In case of overdose, get medical help or contact a Posion Control Center (1-800-222-1222) right away.

Directions

  • do not take more than 8 doses (120 mL) in 24 hours
  • use until diarrhea stops but not more than 2 days
  • drink plenty of clear fluids to help prevent dehydration caused by diarrhea
  • mL = milliliter
  • shake well before using
  • measure only with dosing cup provided. Do not use any other dosing device
  • keep dosing cup with product
  • adults and children 12 years and over:
    • 15 mL (1 dose) every 1/2 hour or 30 mL (2 doses) every hour as needed for diarrhea/traveler’s diarrhea
    • 15 mL (1 dose) every 1/2 as needed for overindulgence (upset stomach, heartburn, indigestion, nausea)
  • children under 12 years of age: ask a doctor

Other information

  • each 15 mL contains: sodium 5 mg
  • each 15 mL contains: salicylate 206 mg
  • low sodium
  • keep tightly closed
  • protect from freezing
  • avoid excessive heat (over 104ºF or 40ºC)

Inactive ingredients

benzoic acid, D&C red #22, D&C red #28, flavor, glycerin, purified water, sucralose, xanthan gum

Questions or comments?

Call 1-877-753-3935 Monday-Friday 9AM-5PM EST

Principal Display Panel

Compare to the active ingredient in Pepto-Bismol® Ultra*

Ultra Stomach Relief

Bismuth subsalicylate 525 mg

upset stomach reliever/antidiarrheal

Relieves:

  • heartburn
  • indigestion
  • nausea
  • upset stomach
  • diarrhea

2x strength per ounce†

alcohol free

sugar free

FL OZ (mL)

*This product is not manufactured or distributed by The Procter & Gamble Company. Pepto-Bismol® is a registered trademark of The Procter & Gamble Company.

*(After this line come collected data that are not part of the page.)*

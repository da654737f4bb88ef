// HTTP request handlers
use crate::presentation::app_state::AppState;
use axum::{extract::State, response::Html};
use axum::body::Bytes;
use std::sync::Arc;

/// The dashboard page, identical for every request
pub async fn serve_dashboard(State(state): State<Arc<AppState>>) -> Html<Bytes> {
    Html(state.page.clone())
}
// Sheet tables: workbook cells loaded into named polars data frames
use super::error::{DashboardError, Result};
use polars::prelude::*;
use std::fmt;

/// A single spreadsheet cell, before it lands in a typed column.
#[derive(Debug, Clone, PartialEq)]
pub enum Cell {
    Empty,
    Number(f64),
    Text(String),
}

impl Cell {
    pub fn text(value: &str) -> Self {
        Cell::Text(value.to_string())
    }

    pub fn as_f64(&self) -> Option<f64> {
        match self {
            Cell::Number(n) if !n.is_nan() => Some(*n),
            _ => None,
        }
    }

    pub fn is_empty(&self) -> bool {
        match self {
            Cell::Empty => true,
            Cell::Number(n) => n.is_nan(),
            Cell::Text(_) => false,
        }
    }
}

impl fmt::Display for Cell {
    fn fmt(&self, f: &mut fmt::Formatter<'_>) -> fmt::Result {
        match self {
            Cell::Empty => Ok(()),
            // Whole numbers (years, ids) print without a fraction
            Cell::Number(n) if n.fract() == 0.0 && n.abs() < 1e15 => write!(f, "{}", *n as i64),
            Cell::Number(n) => write!(f, "{}", n),
            Cell::Text(s) => f.write_str(s),
        }
    }
}

/// A named table. Raw sheets and every table derived from them keep the
/// sheet name so errors can say where a column was expected.
#[derive(Debug, Clone)]
pub struct Table {
    name: String,
    frame: DataFrame,
}

impl Table {
    pub fn new(name: impl Into<String>, frame: DataFrame) -> Self {
        Self {
            name: name.into(),
            frame,
        }
    }

    /// Build a table from a header row and cell rows.
    ///
    /// Each column gets one type: `Int64` when every cell is a whole number,
    /// `Float64` when every non-empty cell is a number, `String` otherwise.
    /// Empty cells become nulls and short rows are padded with them.
    /// Repeated header names get a `.1`, `.2`, ... suffix.
    pub fn from_rows(name: impl Into<String>, columns: Vec<String>, rows: Vec<Vec<Cell>>) -> Result<Self> {
        let mut frame_columns = Vec::with_capacity(columns.len());
        for (idx, column_name) in unique_names(columns).into_iter().enumerate() {
            let cells: Vec<Option<&Cell>> = rows.iter().map(|row| row.get(idx)).collect();
            frame_columns.push(typed_column(column_name, &cells));
        }
        Ok(Self::new(name, DataFrame::new(frame_columns)?))
    }

    /// Same name, new contents.
    pub fn with_frame(&self, frame: DataFrame) -> Self {
        Self::new(self.name.clone(), frame)
    }

    pub fn name(&self) -> &str {
        &self.name
    }

    pub fn frame(&self) -> &DataFrame {
        &self.frame
    }

    pub fn lazy(&self) -> LazyFrame {
        self.frame.clone().lazy()
    }

    pub fn len(&self) -> usize {
        self.frame.height()
    }

    pub fn is_empty(&self) -> bool {
        self.frame.height() == 0
    }

    pub fn columns(&self) -> Vec<String> {
        self.frame
            .get_column_names()
            .into_iter()
            .map(|name| name.to_string())
            .collect()
    }

    pub fn require_columns(&self, columns: &[&str]) -> Result<()> {
        let present = self.frame.get_column_names();
        match columns
            .iter()
            .find(|column| !present.iter().any(|name| name.as_str() == **column))
        {
            Some(missing) => Err(DashboardError::missing_column(&self.name, missing)),
            None => Ok(()),
        }
    }

    fn column(&self, column: &str) -> Result<&Column> {
        self.require_columns(&[column])?;
        Ok(self.frame.column(column)?)
    }

    /// Rows matching `predicate`, in their current order.
    pub fn filter(&self, predicate: Expr) -> Result<Table> {
        Ok(self.with_frame(self.lazy().filter(predicate).collect()?))
    }

    /// Rows reordered by `column`, largest first. Ties keep their current
    /// relative order and nulls go last.
    pub fn sorted_descending_by(&self, column: &str) -> Result<Table> {
        self.require_columns(&[column])?;
        let options = SortMultipleOptions::default()
            .with_order_descending(true)
            .with_nulls_last(true)
            .with_maintain_order(true);
        Ok(self.with_frame(self.lazy().sort_by_exprs([col(column)], options).collect()?))
    }

    pub fn drop_columns(&self, columns: &[&str]) -> Result<Table> {
        self.require_columns(columns)?;
        let mut frame = self.frame.clone();
        for column in columns {
            frame = frame.drop(column)?;
        }
        Ok(self.with_frame(frame))
    }

    pub fn rename_column(&self, from: &str, to: &str) -> Result<Table> {
        self.require_columns(&[from])?;
        let mut frame = self.frame.clone();
        frame.rename(from, to.into())?;
        Ok(self.with_frame(frame))
    }

    /// Numeric view of a column. Nulls and cells that are not numbers are None.
    pub fn float_values(&self, column: &str) -> Result<Vec<Option<f64>>> {
        let floats = self.column(column)?.cast(&DataType::Float64)?;
        Ok(floats
            .f64()?
            .into_iter()
            .map(|value| value.filter(|v| !v.is_nan()))
            .collect())
    }

    pub fn text_values(&self, column: &str) -> Result<Vec<Option<String>>> {
        let text = self.column(column)?.cast(&DataType::String)?;
        Ok(text
            .str()?
            .into_iter()
            .map(|value| value.map(str::to_string))
            .collect())
    }

    /// Column values as chart coordinates: integers stay integers, text stays
    /// text, nulls become JSON nulls.
    pub fn plot_values(&self, column: &str) -> Result<Vec<serde_json::Value>> {
        let dtype = self.column(column)?.dtype().clone();
        if dtype == DataType::String {
            return Ok(self
                .text_values(column)?
                .into_iter()
                .map(serde_json::Value::from)
                .collect());
        }
        if dtype.is_integer() {
            let ints = self.column(column)?.cast(&DataType::Int64)?;
            return Ok(ints.i64()?.into_iter().map(serde_json::Value::from).collect());
        }
        Ok(self
            .float_values(column)?
            .into_iter()
            .map(serde_json::Value::from)
            .collect())
    }
}

fn unique_names(columns: Vec<String>) -> Vec<String> {
    let mut names: Vec<String> = Vec::with_capacity(columns.len());
    for column in columns {
        let mut name = column.clone();
        let mut copy = 0;
        while names.contains(&name) {
            copy += 1;
            name = format!("{}.{}", column, copy);
        }
        names.push(name);
    }
    names
}

fn present(cell: Option<&Cell>) -> Option<&Cell> {
    cell.filter(|c| !c.is_empty())
}

fn typed_column(name: String, cells: &[Option<&Cell>]) -> Column {
    let numeric = cells
        .iter()
        .filter_map(|cell| present(*cell))
        .all(|cell| cell.as_f64().is_some());

    if !numeric {
        let text: Vec<Option<String>> = cells
            .iter()
            .map(|cell| present(*cell).map(Cell::to_string))
            .collect();
        return Column::new(name.into(), text);
    }

    let floats: Vec<Option<f64>> = cells
        .iter()
        .map(|cell| present(*cell).and_then(Cell::as_f64))
        .collect();
    let whole = !floats.is_empty()
        && floats
            .iter()
            .all(|v| v.is_some_and(|n| n.fract() == 0.0 && n.abs() < 1e15));
    if whole {
        let ints: Vec<i64> = floats.iter().flatten().map(|n| *n as i64).collect();
        Column::new(name.into(), ints)
    } else {
        Column::new(name.into(), floats)
    }
}
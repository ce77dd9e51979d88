//! CPU hot-plug through `/sys/devices/system/cpu`.

use std::collections::BTreeSet;
use std::fs;
use std::path::PathBuf;

use log::{info, warn};

use crate::error::{Error, Result};

pub const SYSFS_CPU_ROOT: &str = "/sys/devices/system/cpu";

pub type CpuSet = BTreeSet<u32>;

/// Parse a kernel CPU list such as `0-3,6,8-9`.
pub fn parse_cpu_list(list: &str) -> Result<CpuSet> {
    let mut cpus = CpuSet::new();
    for range in list.trim().split(',').filter(|r| !r.is_empty()) {
        let bad = || Error::Cpu(format!("malformed CPU list: {list:?}"));
        match range.split_once('-') {
            Some((lo, hi)) => {
                let lo: u32 = lo.parse().map_err(|_| bad())?;
                let hi: u32 = hi.parse().map_err(|_| bad())?;
                cpus.extend(lo..=hi);
            }
            None => {
                cpus.insert(range.parse().map_err(|_| bad())?);
            }
        }
    }
    Ok(cpus)
}

#[derive(Clone, Debug)]
pub struct CpuHotplug {
    root: PathBuf,
}

impl Default for CpuHotplug {
    fn default() -> Self {
        Self::with_root(SYSFS_CPU_ROOT)
    }
}

impl CpuHotplug {
    pub fn with_root(root: impl Into<PathBuf>) -> Self {
        Self { root: root.into() }
    }

    fn read_cpu_file(&self, name: &str) -> Result<CpuSet> {
        parse_cpu_list(&fs::read_to_string(self.root.join(name))?)
    }

    pub fn online_cpus(&self) -> Result<CpuSet> {
        self.read_cpu_file("online")
    }

    pub fn offline_cpus(&self) -> Result<CpuSet> {
        self.read_cpu_file("offline")
    }

    pub fn online_count(&self) -> Result<usize> {
        Ok(self.online_cpus()?.len())
    }

    pub fn set_cpu_online(&self, cpu: u32, online: bool) -> Result<()> {
        let path = self.root.join(format!("cpu{cpu}")).join("online");
        fs::write(path, if online { "1" } else { "0" })?;
        Ok(())
    }

    fn set_cpus_online<'a>(&self, cpus: impl IntoIterator<Item = &'a u32>, online: bool) -> Result<()> {
        for &cpu in cpus {
            self.set_cpu_online(cpu, online)?;
        }
        Ok(())
    }

    /// Bring exactly `cpus` online, taking every other CPU offline.
    pub fn set_online_cpus(&self, cpus: &CpuSet) -> Result<()> {
        self.set_cpus_online(self.online_cpus()?.difference(cpus), false)?;
        self.set_cpus_online(self.offline_cpus()?.intersection(cpus), true)
    }

    /// Take exactly `cpus` offline, bringing every other CPU online.
    pub fn set_offline_cpus(&self, cpus: &CpuSet) -> Result<()> {
        self.set_cpus_online(self.online_cpus()?.intersection(cpus), false)?;
        self.set_cpus_online(self.offline_cpus()?.difference(cpus), true)
    }

    /// Adjust the number of online CPUs to `count`, enabling the
    /// lowest-numbered offline CPUs or disabling the highest-numbered online
    /// ones. Impossible requests fail before any CPU is touched.
    pub fn set_online_count(&self, count: usize) -> Result<()> {
        let online = self.online_cpus()?;
        let offline = self.offline_cpus()?;

        if count > online.len() + offline.len() {
            return Err(Error::Cpu(format!(
                "cannot get {count} CPUs online: only {} more are available",
                offline.len()
            )));
        }
        if count < 1 {
            return Err(Error::Cpu("cannot get less than one CPU online".to_string()));
        }

        if count < online.len() {
            let to_disable = online.len() - count;
            self.set_cpus_online(online.iter().rev().take(to_disable), false)?;
        } else if count > online.len() {
            let to_enable = count - online.len();
            self.set_cpus_online(offline.iter().take(to_enable), true)?;
        } else {
            return Ok(());
        }

        let new_count = self.online_count()?;
        if new_count != count {
            return Err(Error::Cpu(format!(
                "got {new_count} CPUs online instead of {count}"
            )));
        }
        info!("{count} CPUs online");
        Ok(())
    }

    /// Remember the current online set; it is restored when the guard drops.
    pub fn save_online(&self) -> Result<OnlineCpusGuard<'_>> {
        Ok(OnlineCpusGuard {
            hotplug: self,
            saved: self.online_cpus()?,
        })
    }
}

pub struct OnlineCpusGuard<'a> {
    hotplug: &'a CpuHotplug,
    saved: CpuSet,
}

impl OnlineCpusGuard<'_> {
    pub fn saved(&self) -> &CpuSet {
        &self.saved
    }
}

impl Drop for OnlineCpusGuard<'_> {
    fn drop(&mut self) {
        if let Err(e) = self.hotplug.set_online_cpus(&self.saved) {
            warn!("failed to restore online CPUs {:?}: {e}", self.saved);
        }
    }
}
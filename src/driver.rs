//! The benchmark driver: runs a suite of benchmark pairs, optionally the
//! kernel benchmark, and sweeps the whole thing across online CPU counts.

use std::collections::BTreeMap;
use std::sync::atomic::{AtomicBool, Ordering};
use std::sync::Arc;

use log::{debug, info, warn};

use crate::cpu::CpuHotplug;
use crate::error::{Error, Result};
use crate::harness::{BenchConfig, PassGroup, SuiteEntry};
use crate::kernel::KernelBench;
use crate::runner::BenchmarkTool;
use crate::schema::{Pass, PassResult};
use crate::session::{Domain, Session, TracingController, Workspace};
use crate::stats;
use crate::trace_reader::TraceReader;

/// Raw passes and their averages, keyed by `"<n>_cpus"`.
#[derive(Debug, Default)]
pub struct SweepResults {
    pub data: BTreeMap<String, Vec<Pass>>,
    pub average: BTreeMap<String, BTreeMap<String, f64>>,
}

pub fn cpu_key(cpus: usize) -> String {
    format!("{cpus}_cpus")
}

pub struct Driver<C: TracingController, R: TraceReader> {
    // Field order is drop order: the controller (and the daemon it started)
    // must go before the workspace directory holding the pidfile.
    controller: C,
    kernel: Option<KernelBench>,
    workspace: Workspace,
    tool: BenchmarkTool,
    reader: Option<R>,
    suite: Vec<SuiteEntry>,
    config: BenchConfig,
    interrupted: Arc<AtomicBool>,
}

impl<C: TracingController, R: TraceReader> Driver<C, R> {
    pub fn new(
        tool: BenchmarkTool,
        controller: C,
        workspace: Workspace,
        suite: Vec<SuiteEntry>,
        config: BenchConfig,
    ) -> Self {
        Self {
            controller,
            kernel: None,
            workspace,
            tool,
            reader: None,
            suite,
            config,
            interrupted: Arc::new(AtomicBool::new(false)),
        }
    }

    /// Read traces back and record event counts.
    pub fn with_reader(mut self, reader: R) -> Self {
        self.reader = Some(reader);
        self
    }

    pub fn with_kernel(mut self, kernel: KernelBench) -> Self {
        self.kernel = Some(kernel);
        self
    }

    pub fn with_interrupt_flag(mut self, flag: Arc<AtomicBool>) -> Self {
        self.interrupted = flag;
        self
    }

    /// Flag checked between passes; set it from a signal handler.
    pub fn interrupt_flag(&self) -> Arc<AtomicBool> {
        Arc::clone(&self.interrupted)
    }

    pub fn workspace(&self) -> &Workspace {
        &self.workspace
    }

    fn check_interrupted(&self) -> Result<()> {
        if self.interrupted.load(Ordering::SeqCst) {
            return Err(Error::Interrupted);
        }
        Ok(())
    }

    /// Baseline, instrumented with tracing disabled, instrumented inside an
    /// active session.
    pub fn ust_pass(&mut self, entry: &SuiteEntry) -> Result<Pass> {
        let spec = &entry.spec;
        let base = self.tool.run(&spec.baseline_args())?;
        let ust = self.tool.run(&spec.ust_args())?;

        let session = self.workspace.session_config(
            Domain::Ust,
            vec!["*".to_string()],
            self.reader.is_none(),
        );
        let reader = self.reader.as_mut().map(|r| r as &mut dyn TraceReader);
        let ust_en = self
            .tool
            .run_traced(&spec.ust_args(), &mut self.controller, session, reader)?;

        let measurement =
            stats::ust_measurement(spec, &base, &ust, &ust_en.records, ust_en.event_count)?;
        Ok(Pass {
            name: entry.name.clone(),
            result: PassResult::Ust(measurement),
        })
    }

    /// Every suite entry for its group's pass count, then the kernel
    /// benchmark. A failing kernel benchmark (typically: not root) is logged
    /// and skipped.
    pub fn run_suite(&mut self) -> Result<Vec<Pass>> {
        let suite = self.suite.clone();
        let mut passes = Vec::new();

        for group in [PassGroup::Full, PassGroup::Fast] {
            let count = self.config.passes(group);
            for entry in suite.iter().filter(|e| e.group == group) {
                for i in 0..count {
                    self.check_interrupted()?;
                    info!("{} ({group:?} pass {}/{count})", entry.name, i + 1);
                    passes.push(self.ust_pass(entry)?);
                }
            }
        }

        if let (Some(loops), Some(kernel)) = (self.config.kernel_loops, self.kernel.as_mut()) {
            for _ in 0..self.config.full_passes {
                if self.interrupted.load(Ordering::SeqCst) {
                    return Err(Error::Interrupted);
                }
                match kernel_pass(kernel, &mut self.controller, &mut self.workspace, loops) {
                    Ok(pass) => passes.push(pass),
                    Err(Error::Interrupted) => return Err(Error::Interrupted),
                    Err(e) => {
                        warn!("failed to run kernel benchmark, skipping: {e}");
                        break;
                    }
                }
            }
        }

        Ok(passes)
    }

    fn record(&mut self, cpus: usize, results: &mut SweepResults) -> Result<()> {
        let passes = self.run_suite()?;
        let average = stats::average_passes(&passes)?;
        results.data.insert(cpu_key(cpus), passes);
        results.average.insert(cpu_key(cpus), average);
        Ok(())
    }

    /// Run the suite at every online CPU count from the current one down to
    /// one, or only at the current count when the sweep is disabled. The
    /// original online set is restored afterwards, also on error.
    pub fn sweep(&mut self, cpu: &CpuHotplug) -> Result<SweepResults> {
        let mut results = SweepResults::default();

        if !self.config.cpu_sweep {
            let count = cpu.online_count().unwrap_or_else(|e| {
                warn!("cannot read online CPUs ({e}), using available parallelism");
                std::thread::available_parallelism().map_or(1, |n| n.get())
            });
            self.record(count, &mut results)?;
            return Ok(results);
        }

        let restore = cpu.save_online()?;
        let max = restore.saved().len();
        for count in (1..=max).rev() {
            if let Err(e) = cpu.set_online_count(count) {
                warn!("failed to set CPU count to {count}, skipping: {e}");
                break;
            }
            self.record(count, &mut results)?;
        }
        Ok(results)
    }
}

impl<C: TracingController, R: TraceReader> Drop for Driver<C, R> {
    /// Destroy the run's session by name in case a failure left one behind,
    /// and remove the kernel modules we inserted.
    fn drop(&mut self) {
        let name = self.workspace.session_name().to_string();
        if let Err(e) = self.controller.destroy(&name) {
            debug!("no session {name} left to destroy: {e}");
        }
        if let Some(kernel) = self.kernel.as_mut() {
            if let Err(e) = kernel.unload_modules() {
                warn!("failed to unload kernel modules: {e}");
            }
        }
    }
}

/// Kernel benchmark without tracing, then inside a kernel-domain session
/// enabling the module's tracepoints.
pub fn kernel_pass<C: TracingController + ?Sized>(
    kernel: &mut KernelBench,
    controller: &mut C,
    workspace: &mut Workspace,
    loops: u64,
) -> Result<Pass> {
    let base = kernel.benchmark(loops)?;

    let config = workspace.session_config(Domain::Kernel, kernel.events()?, true);
    let session = Session::begin(controller, config)?;
    let traced = kernel.benchmark(loops)?;
    session.finish()?;

    Ok(Pass {
        name: "kernel".to_string(),
        result: PassResult::Kernel(stats::kernel_measurement(base, traced, loops)),
    })
}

TAMPER EVIDENT; DO NOT USE IF PRINTED SAFETY SEAL AROUND DOSAGE CUP OR UNDER CAP IS BROKEN OR MISSING.

Manufactured by:

PL Developments

11865 S. Alameda St

Lynwood, CA 90262

Package Label

Bismuth Subsalicylate 525 mg
(click image for full-size original)

READYinCASE Ultra Stomach Relief

STOMACH RELIEF ULTRA STRENGTH
bismuth subsalicylate liquid
Product Information
Product Type HUMAN OTC DRUG Item Code (Source) NDC:49580-0737
Route of Administration ORAL DEA Schedule
Active Ingredient/Active Moiety
Ingredient Name Basis of Strength Strength
BISMUTH SUBSALICYLATE (BISMUTH CATION) BISMUTH SUBSALICYLATE 525 mg in 15 mL
Inactive Ingredients
Ingredient Name Strength
BENZOIC ACID
D&C RED NO. 22
D&C RED NO. 28
WATER
GLYCERIN
SUCRALOSE
XANTHAN GUM
Packaging
# Item Code Package Description Multilevel Packaging
1 NDC:49580-0737-8 237 mL in 1 BOTTLE, PLASTIC None
2 NDC:49580-0737-2 355 mL in 1 BOTTLE, PLASTIC None
Marketing Information
Marketing Category Application Number or Monograph Citation Marketing Start Date Marketing End Date
OTC Monograph Drug M008 09/30/2019
Labeler — P & L Development, LLC (101896231)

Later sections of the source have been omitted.